Task details =>
Only the lines from the top of the data through the one with "Direct PostgreSQL connection" are to be written out, each exactly as it stands.
════════
use serde::{Deserialize, Serialize};

#[derive(Debug, Clone, Default, Serialize, Deserialize)]
pub struct AppConfig {
    pub server: ServerConfig,
    pub store: StoreConfig,
    pub console: ConsoleConfig,
}

#[derive(Debug, Clone, Serialize, Deserialize)]
pub struct ServerConfig {
    pub host: String,
    pub port: u16,
}

/// Which remote store implementation the console talks to
#[derive(Debug, Clone, Copy, PartialEq, Eq, Serialize, Deserialize)]
#[serde(rename_all = "lowercase")]
pub enum StoreBackend {
    /// PostgREST / Supabase REST endpoint
    Postgrest,
    /// Direct PostgreSQL connection
    Postgres,
    /// In-process store, for demos and tests
    Memory,
}

#[derive(Debug, Clone, Serialize, Deserialize)]
pub struct StoreConfig {
    pub backend: StoreBackend,
    /// Base URL of the REST endpoint (postgrest backend)
    pub url: Option<String>,
    /// Public access key sent as `apikey` and bearer token (postgrest backend)
    pub access_key: Option<String>,
    /// PostgreSQL connection string (postgres backend)
    pub connection_string: Option<String>,
    pub max_connections: u32,
    pub timeout_secs: u64,
    /// Load the sample data set at startup
    pub seed: bool,
}

#[derive(Debug, Clone, Serialize, Deserialize)]
pub struct ConsoleConfig {
    pub page_size: usize,
    pub search_debounce_ms: u64,
}

impl Default for ServerConfig {
    fn default() -> Self {
        Self {
            host: "127.0.0.1".to_string(),
            port: 3001,
        }
    }
}

impl Default for StoreConfig {
    fn default() -> Self {
        Self {
            backend: StoreBackend::Postgrest,
            url: None,
            access_key: None,
            connection_string: None,
            max_connections: 20,
            timeout_secs: 30,
            seed: false,
        }
    }
}

impl Default for ConsoleConfig {
    fn default() -> Self {
        Self {
            page_size: 10,
            search_debounce_ms: 300,
        }
    }
}

impl AppConfig {
    /// Load configuration from defaults, an optional `config` file and
    /// `WMS_` environment variables (`WMS_STORE__BACKEND=memory`)
    pub fn load() -> anyhow::Result<Self> {
        let mut config = config::Config::builder();

        config = config.add_source(config::Config::try_from(&AppConfig::default())?);

        config = config.add_source(config::File::with_name("config").required(false));

        config = config.add_source(
            config::Environment::with_prefix("WMS")
                .prefix_separator("_")
                .separator("__"),
        );

        let config = config.build()?;
        let app_config: AppConfig = config.try_deserialize()?;

        app_config.validate()?;
        Ok(app_config)
    }

    /// Reject settings the console cannot run with
    pub fn validate(&self) -> anyhow::Result<()> {
        if self.console.page_size == 0 {
            anyhow::bail!("console.page_size must be at least 1");
        }
        Ok(())
    }

    /// REST endpoint and access key, falling back to the conventional
    /// `SUPABASE_URL` / `SUPABASE_ANON_KEY` variables
    pub fn rest_credentials(&self) -> anyhow::Result<(String, String)> {
        let url = self
            .store
            .url
            .clone()
            .or_else(|| std::env::var("SUPABASE_URL").ok())
            .filter(|url| !url.trim().is_empty());
        let key = self
            .store
            .access_key
            .clone()
            .or_else(|| std::env::var("SUPABASE_ANON_KEY").ok())
            .filter(|key| !key.trim().is_empty());

        match (url, key) {
            (Some(url), Some(key)) => Ok((url, key)),
            (None, _) => anyhow::bail!(
                "missing store URL: set WMS_STORE__URL or SUPABASE_URL"
            ),
            (_, None) => anyhow::bail!(
                "missing store access key: set WMS_STORE__ACCESS_KEY or SUPABASE_ANON_KEY"
            ),
        }
    }

    /// Get the database URL from config or environment
    pub fn database_url(&self) -> anyhow::Result<String> {
        if let Some(connection_string) = &self.store.connection_string {
            return Ok(connection_string.clone());
        }

        std::env::var("DATABASE_URL").map_err(|_| {
            anyhow::anyhow!(
                "missing connection string: set WMS_STORE__CONNECTION_STRING or DATABASE_URL"
            )
        })
    }

    /// Get the server bind address
    pub fn server_address(&self) -> String {
        format!("{}:{}", self.server.host, self.server.port)
    }

    pub fn store_timeout(&self) -> std::time::Duration {
        std::time::Duration::from_secs(self.store.timeout_secs)
    }

    pub fn search_debounce(&self) -> std::time::Duration {
        std::time::Duration::from_millis(self.console.search_debounce_ms)
    }
}

#[cfg(test)]
mod tests {
    use super::*;

    #[test]
    fn test_defaults() {
        let config = AppConfig::default();
        assert_eq!(config.server_address(), "127.0.0.1:3001");
        assert_eq!(config.store.backend, StoreBackend::Postgrest);
        assert_eq!(config.console.page_size, 10);
        assert_eq!(config.search_debounce().as_millis(), 300);
    }

    #[test]
    fn test_configured_credentials_win() {
        let mut config = AppConfig::default();
        config.store.url = Some("https://x.supabase.co".to_string());
        config.store.access_key = Some("anon".to_string());

        let (url, key) = config.rest_credentials().unwrap();
        assert_eq!(url, "https://x.supabase.co");
        assert_eq!(key, "anon");
    }

    #[test]
    fn test_zero_page_size_rejected() {
        let mut config = AppConfig::default();
        config.console.page_size = 0;
        assert!(config.validate().is_err());
    }

    #[test]
    fn test_backend_names() {
        let backend: StoreBackend = serde_json::from_str("\"memory\"").unwrap();
        assert_eq!(backend, StoreBackend::Memory);
    }
}
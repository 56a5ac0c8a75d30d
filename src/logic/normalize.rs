use serde::Serialize;
use thiserror::Error;

use crate::store::{codes, StoreError};

pub const MSG_DUPLICATE: &str = "Dữ liệu đã tồn tại.";
pub const MSG_REFERENCED: &str = "Dữ liệu đang được tham chiếu hoặc tham chiếu không hợp lệ.";
pub const MSG_NOT_FOUND: &str = "Không tìm thấy dữ liệu hoặc bạn không có quyền truy cập.";
pub const MSG_FORBIDDEN: &str = "Bạn không có quyền thực hiện thao tác này.";
pub const MSG_UNKNOWN: &str = "Đã xảy ra lỗi không xác định.";

/// Coarse classification of a failed store call
#[derive(Debug, Clone, Copy, PartialEq, Eq, Serialize)]
#[serde(rename_all = "snake_case")]
pub enum ErrorKind {
    UniqueViolation,
    ForeignKeyViolation,
    NotFound,
    Forbidden,
    /// Store unreachable or answered with something unreadable
    Transport,
    InvalidQuery,
    /// Rejected for a reason without a fixed message
    Rejected,
}

/// A store failure in the form shown to the operator
#[derive(Debug, Clone, PartialEq, Eq, Error)]
#[error("{message}")]
pub struct NormalizedError {
    pub kind: ErrorKind,
    pub message: String,
}

impl NormalizedError {
    pub fn new(kind: ErrorKind, message: impl Into<String>) -> Self {
        Self {
            kind,
            message: message.into(),
        }
    }
}

impl From<StoreError> for NormalizedError {
    fn from(err: StoreError) -> Self {
        normalize_error(&err)
    }
}

fn non_empty(message: Option<&str>) -> Option<&str> {
    message.filter(|m| !m.trim().is_empty())
}

/// Map a store error to its user-facing message. Total: every error
/// yields a message.
pub fn normalize_error(err: &StoreError) -> NormalizedError {
    let (kind, fixed) = match err.code() {
        Some(codes::UNIQUE_VIOLATION) => (ErrorKind::UniqueViolation, Some(MSG_DUPLICATE)),
        Some(codes::FOREIGN_KEY_VIOLATION) => (ErrorKind::ForeignKeyViolation, Some(MSG_REFERENCED)),
        Some(codes::NO_ROWS) => (ErrorKind::NotFound, Some(MSG_NOT_FOUND)),
        Some(codes::INSUFFICIENT_PRIVILEGE) => (ErrorKind::Forbidden, Some(MSG_FORBIDDEN)),
        _ => match err {
            StoreError::Transport(_) => (ErrorKind::Transport, None),
            StoreError::InvalidQuery(_) => (ErrorKind::InvalidQuery, None),
            StoreError::Rejected(_) => (ErrorKind::Rejected, None),
        },
    };

    if let Some(message) = fixed {
        return NormalizedError::new(kind, message);
    }

    let raw = match err {
        StoreError::Transport(message) => non_empty(Some(message.as_str())).map(str::to_string),
        StoreError::Rejected(rejection) => non_empty(rejection.message.as_deref()).map(str::to_string),
        StoreError::InvalidQuery(_) => Some(err.to_string()),
    };
    NormalizedError::new(kind, raw.unwrap_or_else(|| MSG_UNKNOWN.to_string()))
}

/// The user-facing message alone
pub fn format_store_error(err: &StoreError) -> String {
    normalize_error(err).message
}

#[cfg(test)]
mod tests {
    use super::*;
    use crate::store::Rejection;

    #[test]
    fn test_fixed_messages_by_code() {
        let err = StoreError::rejected("23505", "duplicate key value violates unique constraint");
        let normalized = normalize_error(&err);
        assert_eq!(normalized.kind, ErrorKind::UniqueViolation);
        assert_eq!(normalized.message, "Dữ liệu đã tồn tại.");

        assert_eq!(format_store_error(&StoreError::rejected("23503", "fk")), MSG_REFERENCED);
        assert_eq!(format_store_error(&Rejection::no_rows().into()), MSG_NOT_FOUND);
        assert_eq!(format_store_error(&StoreError::rejected("42501", "denied")), MSG_FORBIDDEN);
    }

    #[test]
    fn test_unknown_code_keeps_store_message() {
        let err = StoreError::rejected("22P02", "invalid input syntax for type uuid");
        let normalized = normalize_error(&err);
        assert_eq!(normalized.kind, ErrorKind::Rejected);
        assert_eq!(normalized.message, "invalid input syntax for type uuid");
    }

    #[test]
    fn test_codeless_error_without_message() {
        let err = StoreError::Rejected(Rejection::default());
        assert_eq!(format_store_error(&err), "Đã xảy ra lỗi không xác định.");

        let blank = StoreError::Transport("  ".to_string());
        let normalized = normalize_error(&blank);
        assert_eq!(normalized.kind, ErrorKind::Transport);
        assert_eq!(normalized.message, MSG_UNKNOWN);
    }

    #[test]
    fn test_transport_message_passes_through() {
        let err = StoreError::Transport("connection refused".to_string());
        assert_eq!(format_store_error(&err), "connection refused");
        assert_eq!(NormalizedError::from(err).to_string(), "connection refused");
    }
}
pub mod common;
pub mod entities;
pub mod query;
pub mod schema;
pub mod select;

pub use common::*;
pub use entities::*;
pub use query::*;
pub use schema::*;
pub use select::*;
#[cfg(test)]
mod tests {
    use super::*;
    use crate::types::LocationKey;
    use crate::world::LocationInfo;

    fn locations() -> Arc<LocationMap> {
        Arc::new(
            LocationMap::new(
                ["classroom", "library", "park", "cafeteria", "dormitory"]
                    .into_iter()
                    .map(|k| (LocationKey::from(k), LocationInfo::default())),
            )
            .expect("map"),
        )
    }

    fn store_with_capacity(k: usize) -> MemoryStore {
        let config = MemoryConfig {
            short_term_capacity: k,
            ..MemoryConfig::default()
        };
        MemoryStore::new(
            AgentId::from("student_1"),
            locations(),
            &config,
            &RetrievalConfig::default(),
        )
    }

    #[test]
    fn overflow_archives_oldest_in_creation_order() {
        let mut store = store_with_capacity(3);
        let places = ["classroom", "library", "park", "cafeteria", "dormitory"];
        for (i, place) in places.iter().enumerate() {
            store
                .remember(MemoryDraft::new(format!("event {i}"), *place, "event"))
                .expect("remember");
        }

        let short: Vec<_> = store.short_term().map(|r| r.content.as_str()).collect();
        let long: Vec<_> = store.long_term().iter().map(|r| r.content.as_str()).collect();
        assert_eq!(short, ["event 2", "event 3", "event 4"]);
        assert_eq!(long, ["event 0", "event 1"]);
        assert!(store.long_term().iter().all(|r| r.tier == Tier::LongTerm));
        assert!(store.short_term().all(|r| r.tier == Tier::ShortTerm));
    }

    #[test]
    fn failed_remember_changes_nothing() {
        let mut store = store_with_capacity(3);
        let err = store
            .remember(MemoryDraft::new("lost", "unknown", "event"))
            .expect_err("unknown location");
        assert!(matches!(err, CoreError::InvalidLocation(_)));
        assert!(store.is_empty());

        let id = store
            .remember(MemoryDraft::new("found", "library", "event"))
            .expect("remember");
        assert_eq!(id, MemoryId(1));
    }

    #[test]
    fn recall_is_newest_first_and_counts_access() {
        let mut store = store_with_capacity(5);
        for day in 1..=3 {
            store.advance_clock(SimTime::new(day, 0, 5));
            store
                .remember(MemoryDraft::new(format!("day {day}"), "library", "event"))
                .expect("remember");
        }

        let recalled = store.recall(2);
        let content: Vec<_> = recalled.iter().map(|r| r.content.as_str()).collect();
        assert_eq!(content, ["day 3", "day 2"]);
        assert!(recalled.iter().all(|r| r.access_count == 1));
        assert_eq!(store.get(MemoryId(1)).expect("first").access_count, 0);
    }

    #[test]
    fn calculus_outranks_weather() {
        let mut store = store_with_capacity(5);
        store
            .remember(MemoryDraft::new("taught calculus", "classroom", "teaching").with_importance(0.9))
            .expect("remember");
        store
            .remember(MemoryDraft::new("discussed weather", "park", "conversation").with_importance(0.2))
            .expect("remember");

        let results = store.search("calculus", None, None);
        assert_eq!(results.first().map(|r| r.content.as_str()), Some("taught calculus"));
    }

    #[test]
    fn repeated_search_keeps_result_set() {
        let mut store = store_with_capacity(2);
        for topic in ["algebra basics", "algebra proofs", "poetry", "algebra exam"] {
            store
                .remember(MemoryDraft::new(topic, "classroom", "learning"))
                .expect("remember");
        }

        let first: Vec<_> = store.search("algebra", None, None).iter().map(|r| r.id).collect();
        let second = store.search("algebra", None, None);
        let second_ids: Vec<_> = second.iter().map(|r| r.id).collect();

        let mut a = first.clone();
        let mut b = second_ids.clone();
        a.sort();
        b.sort();
        assert_eq!(a, b);
        assert_eq!(first.len(), 3);
        assert!(second.iter().all(|r| r.access_count == 2));
    }

    #[test]
    fn search_covers_both_tiers_and_filters_type() {
        let mut store = store_with_capacity(1);
        store
            .remember(MemoryDraft::new("calculus lesson", "classroom", "learning"))
            .expect("remember");
        store
            .remember(MemoryDraft::new("calculus gossip", "park", "conversation"))
            .expect("remember");

        assert_eq!(store.long_term().len(), 1);
        assert_eq!(store.search("calculus", None, None).len(), 2);

        let learning = store.search("calculus", Some(MemoryType::Learning), None);
        assert_eq!(learning.len(), 1);
        assert_eq!(learning[0].tier, Tier::LongTerm);

        assert_eq!(store.search("", None, Some(1)).len(), 1);
    }

    #[test]
    fn adjust_importance_clamps_and_reports_missing() {
        let mut store = store_with_capacity(3);
        let id = store
            .remember(MemoryDraft::new("x", "park", "event").with_importance(0.8))
            .expect("remember");

        let raised = store.adjust_importance(id, 0.5).expect("adjust");
        assert!((raised - 1.0).abs() < f32::EPSILON);
        let lowered = store.adjust_importance(id, -4.0).expect("adjust");
        assert!(lowered.abs() < f32::EPSILON);

        assert!(matches!(
            store.adjust_importance(MemoryId(99), 0.1),
            Err(CoreError::NotFound(MemoryId(99)))
        ));
    }

    #[test]
    fn summary_counts_tiers_and_types() {
        let mut store = store_with_capacity(2);
        for (content, tag) in [("a", "event"), ("b", "event"), ("c", "learning")] {
            store.remember(MemoryDraft::new(content, "park", tag)).expect("remember");
        }
        let summary = store.summary();
        assert_eq!(summary.short_term, 2);
        assert_eq!(summary.long_term, 1);
        assert_eq!(summary.total(), 3);
        assert_eq!(summary.by_type.get("event"), Some(&2));
        assert_eq!(summary.by_type.get("learning"), Some(&1));
    }

    #[test]
    fn reload_with_smaller_capacity_archives_excess() {
        let mut store = store_with_capacity(4);
        for i in 0..4 {
            store.remember(MemoryDraft::new(format!("m{i}"), "park", "event")).expect("remember");
        }
        let config = MemoryConfig {
            short_term_capacity: 2,
            ..MemoryConfig::default()
        };
        let restored = MemoryStore::from_document(
            store.to_document(),
            locations(),
            &config,
            &RetrievalConfig::default(),
        )
        .expect("restore");
        assert_eq!(restored.short_term().count(), 2);
        assert_eq!(restored.long_term().len(), 2);
        assert_eq!(restored.len(), 4);
    }
}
════════
Task response =>
use serde::{Deserialize, Serialize};

#[derive(Debug, Clone, Default, Serialize, Deserialize)]
pub struct AppConfig {
    pub server: ServerConfig,
    pub store: StoreConfig,
    pub console: ConsoleConfig,
}

#[derive(Debug, Clone, Serialize, Deserialize)]
pub struct ServerConfig {
    pub host: String,
    pub port: u16,
}

/// Which remote store implementation the console talks to
#[derive(Debug, Clone, Copy, PartialEq, Eq, Serialize, Deserialize)]
#[serde(rename_all = "lowercase")]
pub enum StoreBackend {
    /// PostgREST / Supabase REST endpoint
    Postgrest,
    /// Direct PostgreSQL connection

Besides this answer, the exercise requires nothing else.